(Saved entries)

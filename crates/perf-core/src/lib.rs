//! Core types for the perf-eval-ext row operations.
//!
//! This crate holds everything the row operations share but that is not an
//! operation itself:
//!
//! - [`codec`]: the fixed-width key and decimal value encodings used by the
//!   verification operations
//! - [`random`]: randomly keyed, randomly valued row material for the write
//!   throughput operations
//! - [`row`] and [`store`]: the single-column row model and the synchronous
//!   [`StoreClient`] abstraction every operation talks to
//! - [`config`]: the table/column constants and the write durability flag
//!
//! # Example
//!
//! ```rust
//! use perf_core::codec::{encode_key, encode_value};
//!
//! assert_eq!(&encode_key(-5), b"0000000005");
//! assert_eq!(encode_value(-5), b"-5".to_vec());
//! ```

pub mod codec;
pub mod config;
pub mod random;
pub mod row;
pub mod store;

// Re-exports for convenience
pub use codec::CodecError;
pub use config::{ConfigError, RowOpConfig};
pub use row::{Row, RowGet};
pub use store::{StoreClient, StoreError};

» ACTIVITY:
Where a line of the records includes "operations", copy it.

» TASK RESPONSE:
//! Core types for the perf-eval-ext row operations.
//! This crate holds everything the row operations share but that is not an
//!   verification operations
//!   throughput operations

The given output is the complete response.